■ WHAT YOU WILL DO ■
Collect every line in the records below that contains the word "path".

■ DATA EXCERPTS ■

#[test]
fn test_unused_data_bucket_captures_unknown_keys() {
    let mut b = ProviderBuilder::new();
    let str_id = b.add(Shape::scalar("string", Scalar::Str));
    let extras_id = b.add(Shape::scalar("extras", Scalar::Raw));
    let mut extras = Property::new("Extras", extras_id);
    extras = extras.unused_data_bucket();
    let doc = b.add(Shape::object(
        "Document",
        ObjectShape::new(vec![Property::new("Title", str_id), extras]),
    ));
    let provider = b.finish().unwrap();

    let engine = Serializer::default();

    let mut w = msgpack::Writer::new();
    w.write_map_header(2);
    w.write_str("Title");
    w.write_str("Spec");
    w.write_str("Unknown");
    w.write_int(9);

    let decoded = engine.deserialize(&provider, doc, w.as_slice()).unwrap();
    let Value::Record(record) = &decoded else {
        panic!("expected a record")
    };
    assert_eq!(
        record.get(1),
        Some(Value::Map(vec![(Value::str("Unknown"), Value::Signed(9))]))
    );

    // Re-serializing round-trips the captured entries back onto the wire.
    let payload = engine.serialize(&provider, doc, &decoded).unwrap();
    assert_eq!(engine.deserialize(&provider, doc, &payload).unwrap(), decoded);
    assert!(hex(&payload).contains("a7 55 6e 6b 6e 6f 77 6e"));
}

#[test]
fn test_multiple_buckets_are_a_build_error() {
    let mut b = ProviderBuilder::new();
    let raw_id = b.add(Shape::scalar("raw", Scalar::Raw));
    let doc = b.add(Shape::object(
        "Document",
        ObjectShape::new(vec![
            Property::new("A", raw_id).unused_data_bucket(),
            Property::new("B", raw_id).unused_data_bucket(),
        ]),
    ));
    let provider = b.finish().unwrap();

    let err = Serializer::default()
        .serialize(&provider, doc, &Value::Record(Record::new(doc, 2)))
        .unwrap_err();
    assert!(matches!(
        err.root(),
        Error::Config(ConfigError::MultipleUnusedBuckets { .. })
    ));
}

#[test]
fn test_mixed_key_indexes_are_a_build_error() {
    let mut b = ProviderBuilder::new();
    let i32_id = b.add(Shape::scalar("i32", Scalar::I32));
    let bad = b.add(Shape::object(
        "Bad",
        ObjectShape::new(vec![
            Property::new("X", i32_id).with_key_index(0),
            Property::new("Y", i32_id),
        ]),
    ));
    let provider = b.finish().unwrap();

    let err = Serializer::default()
        .serialize(&provider, bad, &Value::Record(Record::new(bad, 2)))
        .unwrap_err();
    assert!(matches!(
        err.root(),
        Error::Config(ConfigError::MixedKeyIndexes { .. })
    ));
}

#[test]
fn test_ignore_key_attributes_forces_map_form() {
    let mut b = ProviderBuilder::new();
    let i32_id = b.add(Shape::scalar("i32", Scalar::I32));
    let point = b.add(Shape::object(
        "Point",
        ObjectShape::new(vec![
            Property::new("X", i32_id).with_key_index(0),
            Property::new("Y", i32_id).with_key_index(1),
        ]),
    ));
    let provider = b.finish().unwrap();

    let engine =
        Serializer::new(SerializerOptions::default().with_ignore_key_attributes(true));
    let value = Value::Record(Record::with_slots(
        point,
        vec![Some(Value::Signed(1)), Some(Value::Signed(2))],
    ));
    let payload = engine.serialize(&provider, point, &value).unwrap();
    assert_eq!(payload[0], 0x82);
    assert_eq!(engine.deserialize(&provider, point, &payload).unwrap(), value);
}
// Row-major regrouping of a flat element run into nested sequences.
fn regroup(flat: Vec<Value>, dims: &[usize]) -> Vec<Value> {
    if dims.len() <= 1 {
        return flat;
    }
    let inner_total: usize = dims[1..].iter().product();
    flat.chunks(inner_total.max(1))
        .map(|chunk| {
            let inner = regroup(chunk.to_vec(), &dims[1..]);
            Value::Sequence(inner)
        })
        .collect()
}

fn collect_dims(items: &[Value], rank: u32, dims: &mut Vec<usize>) -> Result<(), Error> {
    dims.push(items.len());
    if rank > 1 {
        match items.first() {
            Some(Value::Sequence(inner)) => collect_dims(inner, rank - 1, dims)?,
            Some(other) => {
                return Err(Error::invalid(format!(
                    "expected a nested sequence, found {}",
                    other.kind_name()
                )))
            }
            // An empty outer dimension: remaining dims are zero.
            None => dims.extend(std::iter::repeat(0).take(rank as usize - 1)),
        }
    }
    Ok(())
}

#[async_trait::async_trait]
impl Converter for SequenceConverter {
    fn write(&self, w: &mut Writer, value: &Value, cx: &mut WriteCx) -> Result<(), Error> {
        let items = self.expect_sequence(value)?;
        if self.rank <= 1 {
            self.write_rank_one(w, items, cx)
        } else {
            match self.layout {
                MultiDimFormat::Nested => self.write_nested(w, items, self.rank, cx),
                MultiDimFormat::Flat => self.write_flat(w, items, cx),
            }
        }
    }

    fn read(&self, r: &mut Reader<'_>, cx: &mut ReadCx) -> Result<Value, Error> {
        self.check_constructible()?;
        let items = if self.rank <= 1 {
            self.read_rank_one(r, cx)?
        } else {
            match self.layout {
                MultiDimFormat::Nested => self.read_nested(r, self.rank, cx)?,
                MultiDimFormat::Flat => self.read_flat(r, cx)?,
            }
        };
        Ok(Value::Sequence(items))
    }

    async fn write_to(
        &self,
        sink: &mut super::AsyncSink<'_>,
        value: &Value,
        cx: &mut WriteCx,
    ) -> Result<(), Error> {
        let items = self.expect_sequence(value)?;

        // Multi-dimensional and fast-path writes buffer whole, then flush.
        if self.rank > 1 || self.try_fast_write(sink.writer(), items) {
            if self.rank > 1 {
                self.write(sink.writer(), value, cx)?;
            }
            return sink.maybe_flush().await;
        }

        sink.writer().write_array_header(items.len());
        for (index, item) in items.iter().enumerate() {
            cx.descend()?;
            self.element
                .write_to(sink, item, cx)
                .await
                .map_err(|e| e.at(Segment::Index(index)))?;
            cx.ascend();
        }
        sink.maybe_flush().await
    }

    async fn read_from(&self, src: &mut AsyncSource<'_>, cx: &mut ReadCx) -> Result<Value, Error> {
        self.check_constructible()?;
        if self.rank > 1 {
            // Multi-dimensional payloads are modest; buffer and reuse the
            // sync path.
            let raw = src.buffer_value().await?;
            let mut r = Reader::new(&raw);
            return self.read(&mut r, cx);
        }

        let len = src.read_array_header().await?;
        let mut items = Vec::with_capacity(len.min(4096));
        for index in 0..len {
            cx.descend()?;
            let item = self
                .element
                .read_from(src, cx)
                .await
                .map_err(|e| e.at(Segment::Index(index)))?;
            cx.ascend();
            items.push(item);
        }
        Ok(Value::Sequence(items))
    }

    fn prefer_async(&self) -> bool {
        true
    }

    fn schema(&self) -> serde_json::Value {
        let mut schema = json!({
            "type": "array",
            "items": self.element.schema(),
        });
        for _ in 1..self.rank {
            schema = json!({"type": "array", "items": schema});
        }
        schema
    }
}

/// DictionaryConverter writes keyed containers as maps and rejects
/// duplicate keys on read, using the configured comparer for key equality.
pub(crate) struct DictionaryConverter {
    pub type_name: String,
    pub key: Arc<dyn Converter>,
    pub value: Arc<dyn Converter>,
    pub construction: Construction,
    pub comparer: Arc<dyn Comparer>,
}

impl DictionaryConverter {
    fn key_label(key: &Value) -> String {
        match key {
            Value::Str(text) => text.to_string(),
            Value::Signed(v) => v.to_string(),
            Value::Unsigned(v) => v.to_string(),
            other => other.kind_name().to_owned(),
        }
    }

    fn push_checked(
        &self,
        entries: &mut Vec<(Value, Value)>,
        buckets: &mut FxHashMap<u64, Vec<usize>>,
        key: Value,
        value: Value,
    ) -> Result<(), Error> {
        let hash = self.comparer.hash(&key);
        let bucket = buckets.entry(hash).or_default();
        for &at in bucket.iter() {
            if self.comparer.eq(&entries[at].0, &key) {
                return Err(Error::invalid(format!(
                    "duplicate key {} in {}",
                    Self::key_label(&key),
                    self.type_name
                )));
            }
        }
        bucket.push(entries.len());
        entries.push((key, value));
        Ok(())
    }
}

#[async_trait::async_trait]
impl Converter for DictionaryConverter {
    fn write(&self, w: &mut Writer, value: &Value, cx: &mut WriteCx) -> Result<(), Error> {
        let entries = match value {
            Value::Map(entries) => entries,
            other => {
                return Err(Error::invalid(format!(
                    "expected a {} map, found {}",
                    self.type_name,
                    other.kind_name()
                )))
            }
        };
        w.write_map_header(entries.len());
        for (key, entry) in entries {
            cx.descend()?;
            self.key
                .write(w, key, cx)
                .map_err(|e| e.at(Segment::Key(Self::key_label(key))))?;
            self.value
                .write(w, entry, cx)
                .map_err(|e| e.at(Segment::Key(Self::key_label(key))))?;
            cx.ascend();
        }
        Ok(())
    }

    fn read(&self, r: &mut Reader<'_>, cx: &mut ReadCx) -> Result<Value, Error> {
        if self.construction == Construction::None {
            return Err(Error::unsupported(format!(
                "{} is declared serialize-only",
                self.type_name
            )));
        }
        let len = r.read_map_header()?;
        let mut entries: Vec<(Value, Value)> = Vec::new();
        let mut buckets: FxHashMap<u64, Vec<usize>> = FxHashMap::default();
        for index in 0..len {
            cx.descend()?;
            let key = self
                .key
                .read(r, cx)
                .map_err(|e| e.at(Segment::Index(index)))?;
            let value = self
                .value
                .read(r, cx)
                .map_err(|e| e.at(Segment::Key(Self::key_label(&key))))?;
            cx.ascend();
            self.push_checked(&mut entries, &mut buckets, key, value)?;
        }
        Ok(Value::Map(entries))
    }

    async fn write_to(
        &self,
        sink: &mut super::AsyncSink<'_>,
        value: &Value,
        cx: &mut WriteCx,
    ) -> Result<(), Error> {
        let entries = match value {
            Value::Map(entries) => entries,
            other => {
                return Err(Error::invalid(format!(
                    "expected a {} map, found {}",
                    self.type_name,
                    other.kind_name()
                )))
            }
        };
        sink.writer().write_map_header(entries.len());
        for (key, entry) in entries {
            cx.descend()?;
            self.key
                .write(sink.writer(), key, cx)
                .map_err(|e| e.at(Segment::Key(Self::key_label(key))))?;
            self.value
                .write_to(sink, entry, cx)
                .await
                .map_err(|e| e.at(Segment::Key(Self::key_label(key))))?;
            cx.ascend();
        }
        sink.maybe_flush().await
    }

    async fn read_from(&self, src: &mut AsyncSource<'_>, cx: &mut ReadCx) -> Result<Value, Error> {
        if self.construction == Construction::None {
            return Err(Error::unsupported(format!(
                "{} is declared serialize-only",
                self.type_name
            )));
        }
        let len = src.read_map_header().await?;
        let mut entries: Vec<(Value, Value)> = Vec::new();
        let mut buckets: FxHashMap<u64, Vec<usize>> = FxHashMap::default();
        for index in 0..len {
            cx.descend()?;
            let key = self
                .key
                .read_from(src, cx)
                .await
                .map_err(|e| e.at(Segment::Index(index)))?;
            let value = self
                .value
                .read_from(src, cx)
                .await
                .map_err(|e| e.at(Segment::Key(Self::key_label(&key))))?;
            cx.ascend();
            self.push_checked(&mut entries, &mut buckets, key, value)?;
        }
        Ok(Value::Map(entries))
    }

    fn prefer_async(&self) -> bool {
        true
    }

    fn schema(&self) -> serde_json::Value {
        json!({
            "type": "object",
            "additionalProperties": self.value.schema(),
        })
    }
}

■ PROBLEM SOLUTION ■
        // Multi-dimensional and fast-path writes buffer whole, then flush.
            // sync path.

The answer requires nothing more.